[Portrait] Mika Pagnat, ou la re-naissance d’un homme
A l’occasion de la journée mondiale du coming out, l’association L’Autre Cercle, qui œuvre pour l’inclusion des personnes LGBT+ dans le monde du travail, récompensait le 12 octobre dernier, lors de l’évènement “Rôles Modèles LGBT+ et Allié.e.s”, des personnalités ayant mené des actions au sein de leur entreprise. Mika Pagnat, chef de projet à la Banque Postale, est l’une d’elle.
« Aider les LGBT+ à sortir du placard. » C’est en quelques mots la mission que s’est fixée Mika Pagnat, chef de projet à la Banque Postale. Transgenre, lui a fait son coming out il y a trois ans. A 46 ans, cet homme né dans le corps d’une femme, a changé d’identité et même de prénom. « J’ai essuyé les plâtres dans mon entreprise.

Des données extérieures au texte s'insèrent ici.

//! Browser Sudoku player.
//!
//! Serves the static page and two API routes: puzzle generation
//! (external service when a key is configured, built-in sample board
//! otherwise) and solving (external service first, local backtracking
//! solver as the fallback).

mod client;
mod routes;
mod source;
mod state;

use std::net::SocketAddr;
use std::sync::Arc;

use anyhow::Context;
use clap::Parser;
use log::info;

use crate::client::ExternalClient;
use crate::state::AppState;

#[derive(Debug, Parser)]
#[command(name = "sudoku-web", version, about)]
struct Args {
    /// Address to bind.
    #[arg(long, default_value = "127.0.0.1")]
    host: String,

    /// Port to listen on.
    #[arg(long, default_value_t = 3000)]
    port: u16,

    /// API key for the external Sudoku service. Without one, generation
    /// serves the built-in sample board and solving stays local.
    #[arg(long, env = "SUDOKU_API_KEY")]
    api_key: Option<String>,
}

#[tokio::main]
async fn main() -> anyhow::Result<()> {
    env_logger::init_from_env(env_logger::Env::default().default_filter_or("info"));

    let args = Args::parse();
    let client = args.api_key.as_deref().map(ExternalClient::new);
    if client.is_none() {
        info!("no API key configured; using the sample board and the local solver");
    }

    let state = Arc::new(AppState::new(client));
    let app = routes::router(state);

    let addr: SocketAddr = format!("{}:{}", args.host, args.port)
        .parse()
        .context("invalid bind address")?;
    let listener = tokio::net::TcpListener::bind(addr)
        .await
        .with_context(|| format!("failed to bind {}", addr))?;
    info!("listening on http://{}", addr);
    axum::serve(listener, app).await.context("server error")?;
    Ok(())
}
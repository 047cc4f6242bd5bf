use std::sync::Mutex;

use sudoku_core::Grid;

use crate::client::ExternalClient;

/// Shared server state: the optional external-service client and the
/// single "last generated puzzle" slot the solve endpoint reads.
pub struct AppState {
    pub client: Option<ExternalClient>,
    last_puzzle: Mutex<Option<Grid>>,
}

impl AppState {
    pub fn new(client: Option<ExternalClient>) -> Self {
        Self {
            client,
            last_puzzle: Mutex::new(None),
        }
    }

    /// Replace the stored puzzle with the most recently generated one.
    pub fn store_puzzle(&self, grid: Grid) {
        *self.last_puzzle.lock().unwrap() = Some(grid);
    }

    /// Copy of the most recently generated puzzle, if any.
    pub fn last_puzzle(&self) -> Option<Grid> {
        self.last_puzzle.lock().unwrap().clone()
    }
}
//! Client for the external third-party Sudoku service.
//!
//! Every board coming back from the service passes through
//! [`Grid::from_rows`] and a consistency check before it is trusted.

use serde::Deserialize;
use sudoku_core::Grid;
use thiserror::Error;

const BASE_URL: &str = "https://api.api-ninjas.com/v1";

#[derive(Debug, Error)]
pub enum ClientError {
    #[error("request failed: {0}")]
    Http(#[from] reqwest::Error),
    #[error("failed to encode puzzle: {0}")]
    Encode(#[from] serde_json::Error),
    #[error("service returned an unusable board: {0}")]
    BadBoard(#[from] sudoku_core::GridError),
    #[error("service returned an inconsistent board")]
    InconsistentBoard,
    #[error("service returned a partial solution")]
    IncompleteSolution,
}

/// Wire shape of the generate endpoint; empty cells arrive as null.
#[derive(Debug, Deserialize)]
struct GenerateResponse {
    puzzle: Vec<Vec<Option<u8>>>,
}

#[derive(Debug, Deserialize)]
struct SolveResponse {
    solution: Vec<Vec<Option<u8>>>,
}

pub struct ExternalClient {
    http: reqwest::Client,
    api_key: String,
    base_url: String,
}

impl ExternalClient {
    pub fn new(api_key: &str) -> Self {
        Self::with_base_url(api_key, BASE_URL)
    }

    pub fn with_base_url(api_key: &str, base_url: &str) -> Self {
        Self {
            http: reqwest::Client::new(),
            api_key: api_key.to_string(),
            base_url: base_url.trim_end_matches('/').to_string(),
        }
    }

    /// Fetch a fresh 9x9 puzzle from the service.
    pub async fn generate(&self, difficulty: &str) -> Result<Grid, ClientError> {
        let response: GenerateResponse = self
            .http
            .get(format!("{}/sudokugenerate", self.base_url))
            .query(&[("width", "3"), ("height", "3"), ("difficulty", difficulty)])
            .header("X-Api-Key", &self.api_key)
            .send()
            .await?
            .error_for_status()?
            .json()
            .await?;
        board_from_wire(response.puzzle)
    }

    /// Ask the service to solve a puzzle.
    pub async fn solve(&self, puzzle: &Grid) -> Result<Grid, ClientError> {
        let encoded = serde_json::to_string(&puzzle.to_rows())?;
        let response: SolveResponse = self
            .http
            .get(format!("{}/sudokusolve", self.base_url))
            .query(&[("puzzle", encoded.as_str())])
            .header("X-Api-Key", &self.api_key)
            .send()
            .await?
            .error_for_status()?
            .json()
            .await?;
        let solution = board_from_wire(response.solution)?;
        if !solution.is_complete() {
            return Err(ClientError::IncompleteSolution);
        }
        Ok(solution)
    }
}

/// Convert a wire board (nulls for blanks) into a validated grid.
fn board_from_wire(rows: Vec<Vec<Option<u8>>>) -> Result<Grid, ClientError> {
    let rows: Vec<Vec<u8>> = rows
        .into_iter()
        .map(|row| row.into_iter().map(|cell| cell.unwrap_or(0)).collect())
        .collect();
    let grid = Grid::from_rows(&rows)?;
    if !grid.is_consistent() {
        return Err(ClientError::InconsistentBoard);
    }
    Ok(grid)
}

#[cfg(test)]
mod tests {
    use super::*;
    use sudoku_core::Position;

    #[test]
    fn test_parse_generate_response_with_nulls() {
        let mut rows: Vec<Vec<Option<u8>>> = vec![vec![None; 9]; 9];
        rows[0][0] = Some(5);
        rows[8][8] = Some(9);
        let json = format!(
            "{{\"puzzle\":{}}}",
            serde_json::to_string(&rows).unwrap()
        );

        let response: GenerateResponse = serde_json::from_str(&json).unwrap();
        let grid = board_from_wire(response.puzzle).unwrap();
        assert_eq!(grid.get(Position::new(0, 0)), Some(5));
        assert_eq!(grid.get(Position::new(8, 8)), Some(9));
        assert_eq!(grid.given_count(), 2);
    }

    #[test]
    fn test_wire_board_shape_is_checked() {
        let rows: Vec<Vec<Option<u8>>> = vec![vec![None; 9]; 8];
        assert!(matches!(
            board_from_wire(rows),
            Err(ClientError::BadBoard(_))
        ));

        let mut rows: Vec<Vec<Option<u8>>> = vec![vec![None; 9]; 9];
        rows[3][3] = Some(11);
        assert!(matches!(
            board_from_wire(rows),
            Err(ClientError::BadBoard(_))
        ));
    }

    #[test]
    fn test_wire_board_consistency_is_checked() {
        let mut rows: Vec<Vec<Option<u8>>> = vec![vec![None; 9]; 9];
        rows[2][0] = Some(4);
        rows[2][5] = Some(4);
        assert!(matches!(
            board_from_wire(rows),
            Err(ClientError::InconsistentBoard)
        ));
    }
}
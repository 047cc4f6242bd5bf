//! Backtracking solver.
//!
//! Recursive depth-first search with chronological backtracking: scan for
//! the next empty cell in row-major order, try digits 1-9 ascending, place,
//! recurse, and undo the placement on every failure path. The search is
//! finite (each placement strictly reduces the empty count) and
//! deterministic (both orders are fixed).

use crate::Grid;
use thiserror::Error;

/// Terminal outcome of a solve attempt. Both variants are deterministic:
/// retrying the identical input yields the identical result.
#[derive(Debug, Error, Clone, Copy, PartialEq, Eq)]
pub enum SolveError {
    /// Exhaustive search found no completion under the given clues.
    #[error("puzzle has no solution")]
    Unsolvable,
    /// The supplied grid already violates row/column/box uniqueness.
    #[error("puzzle violates Sudoku constraints before solving")]
    InvalidInput,
}

/// Stateless solver; all state is per-call.
pub struct Solver;

impl Default for Solver {
    fn default() -> Self {
        Self::new()
    }
}

impl Solver {
    /// Create a new solver.
    pub fn new() -> Self {
        Self
    }

    /// Solve the puzzle, returning the completed grid.
    ///
    /// The input is copied, never mutated. The grid is pre-validated and
    /// rejected with [`SolveError::InvalidInput`] if a row, column, or box
    /// already repeats a digit. For grids admitting several completions the
    /// result is the lexicographically-first one under the row-major scan
    /// and ascending digit order; that choice is implementation-defined,
    /// not a canonical solution.
    pub fn solve(&self, grid: &Grid) -> Result<Grid, SolveError> {
        if !grid.is_consistent() {
            return Err(SolveError::InvalidInput);
        }
        let mut working = grid.clone();
        if solve_recursive(&mut working) {
            Ok(working)
        } else {
            Err(SolveError::Unsolvable)
        }
    }

    /// Count completions of the puzzle, stopping once `limit` are found.
    /// An inconsistent grid has no completions.
    pub fn count_solutions(&self, grid: &Grid, limit: usize) -> usize {
        if !grid.is_consistent() {
            return 0;
        }
        let mut working = grid.clone();
        let mut count = 0;
        count_recursive(&mut working, &mut count, limit);
        count
    }

    /// Check if the puzzle has exactly one solution.
    pub fn has_unique_solution(&self, grid: &Grid) -> bool {
        self.count_solutions(grid, 2) == 1
    }
}

fn solve_recursive(grid: &mut Grid) -> bool {
    // No empty cell left means the grid is solved.
    let pos = match grid.find_empty() {
        Some(pos) => pos,
        None => return true,
    };

    for digit in 1..=9 {
        if grid.is_valid_placement(pos, digit) {
            grid.set(pos, digit);
            if solve_recursive(grid) {
                return true;
            }
            grid.clear(pos);
        }
    }

    false
}

fn count_recursive(grid: &mut Grid, count: &mut usize, limit: usize) {
    let pos = match grid.find_empty() {
        Some(pos) => pos,
        None => {
            *count += 1;
            return;
        }
    };

    for digit in 1..=9 {
        if *count >= limit {
            return;
        }
        if grid.is_valid_placement(pos, digit) {
            grid.set(pos, digit);
            count_recursive(grid, count, limit);
            grid.clear(pos);
        }
    }
}
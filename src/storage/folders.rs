use chrono::Utc;
use redb::ReadableTable;

use super::db::{Database, DatabaseError};
use super::models::Folder;
use super::tables::*;

impl Database {
    // ========================================================================
    // Folder operations
    // ========================================================================

    /// Create a folder for a user under an optional parent.
    /// Returns `Ok(None)` when a sibling with the same name already exists
    /// (case-sensitive exact match, same user, same parent).
    ///
    /// The duplicate check and the insert share one write transaction, so
    /// the check-then-insert cannot race with another create.
    pub fn create_folder(
        &self,
        user_id: &str,
        name: &str,
        parent_id: Option<&str>,
    ) -> Result<Option<Folder>, DatabaseError> {
        let write_txn = self.begin_write()?;

        let folder = {
            let mut folders_table = write_txn.open_table(FOLDERS)?;
            let mut owner_table = write_txn.open_table(OWNER_FOLDERS)?;

            let mut folder_ids: Vec<String> = owner_table
                .get(user_id)?
                .map(|v| rmp_serde::from_slice(v.value()).unwrap_or_default())
                .unwrap_or_default();

            // Sibling name check
            let mut duplicate = false;
            for fid in &folder_ids {
                if let Some(data) = folders_table.get(fid.as_str())? {
                    let existing: Folder = rmp_serde::from_slice(data.value())?;
                    if existing.name == name && existing.parent_id.as_deref() == parent_id {
                        duplicate = true;
                        break;
                    }
                }
            }

            if duplicate {
                None
            } else {
                let now = Utc::now();
                let folder = Folder {
                    id: uuid::Uuid::new_v4().to_string(),
                    user_id: user_id.to_string(),
                    name: name.to_string(),
                    parent_id: parent_id.map(|s| s.to_string()),
                    created_at: now,
                    updated_at: now,
                };

                let data = rmp_serde::to_vec_named(&folder)?;
                folders_table.insert(folder.id.as_str(), data.as_slice())?;

                folder_ids.push(folder.id.clone());
                let index_data = rmp_serde::to_vec_named(&folder_ids)?;
                owner_table.insert(user_id, index_data.as_slice())?;

                Some(folder)
            }
        };

        write_txn.commit()?;
        Ok(folder)
    }

    /// Get a folder owned by the given user
    pub fn get_folder_for_owner(
        &self,
        user_id: &str,
        id: &str,
    ) -> Result<Option<Folder>, DatabaseError> {
        let read_txn = self.begin_read()?;
        let table = read_txn.open_table(FOLDERS)?;

        match table.get(id)? {
            Some(data) => {
                let folder: Folder = rmp_serde::from_slice(data.value())?;
                if folder.user_id == user_id {
                    Ok(Some(folder))
                } else {
                    Ok(None)
                }
            }
            None => Ok(None),
        }
    }

    /// List a user's folders under a parent (None = root level),
    /// sorted by name ascending.
    pub fn list_folders(
        &self,
        user_id: &str,
        parent_id: Option<&str>,
    ) -> Result<Vec<Folder>, DatabaseError> {
        let read_txn = self.begin_read()?;
        let owner_table = read_txn.open_table(OWNER_FOLDERS)?;
        let folders_table = read_txn.open_table(FOLDERS)?;

        let folder_ids: Vec<String> = match owner_table.get(user_id)? {
            Some(data) => rmp_serde::from_slice(data.value())?,
            None => return Ok(Vec::new()),
        };

        let mut folders = Vec::new();
        for fid in folder_ids {
            if let Some(data) = folders_table.get(fid.as_str())? {
                let folder: Folder = rmp_serde::from_slice(data.value())?;
                if folder.parent_id.as_deref() == parent_id {
                    folders.push(folder);
                }
            }
        }

        folders.sort_by(|a, b| a.name.cmp(&b.name));
        Ok(folders)
    }
}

La méconnaissance de mes collaborateurs à ce sujet les a conduits à de nombreuses maladresses, à des réflexions malheureuses, voire à de la transphobie », témoigne-t-il. Alors, pour permettre à d’autres d’oser affirmer leur identité profonde, il décide d’agir sur son lieu de travail.
En devenant référent pour l’inclusion des LGBT+ au sein de son entreprise, il « propose des formations destinées aux managers et aux salariés pour les sensibiliser à la transexualité, la transidentité et à la différence sexuelle en général ». Dans un même temps, « il accompagne et conseille les personnes qui n’oseraient pas en parler à leur direction ». Les aide à libérer leur parole, car « se dire, c’est exister », confie Mika Pagnat. Une écoute bienveillante qu’il effectue, parallèlement, dans une association. Pour cela, il s’est formé au métier de psycho-praticien qu’il espère exercer à mi-temps.
Un travail introspectif de longue haleine
Ces initiatives ont d’ailleurs été saluées lors de l’évènement “Rôles Modèles LGBT+ et Allié.e.s“, organisé par l’association L’Autre Cercle, qui œuvre pour l’inclusion des personnes LGBT+ dans le monde du travail. Le 12 octobre dernier, Mika Pagnat a ainsi été récompensé dans la catégorie “Leaders”. Un prix qui vient reconnaître un travail introspectif de longue haleine. Car, d’aussi loin qu’il se souvienne, il a toujours été en questionnement : « Je suis née fille, et je n’ai jamais été raccord avec le genre de ma naissance. »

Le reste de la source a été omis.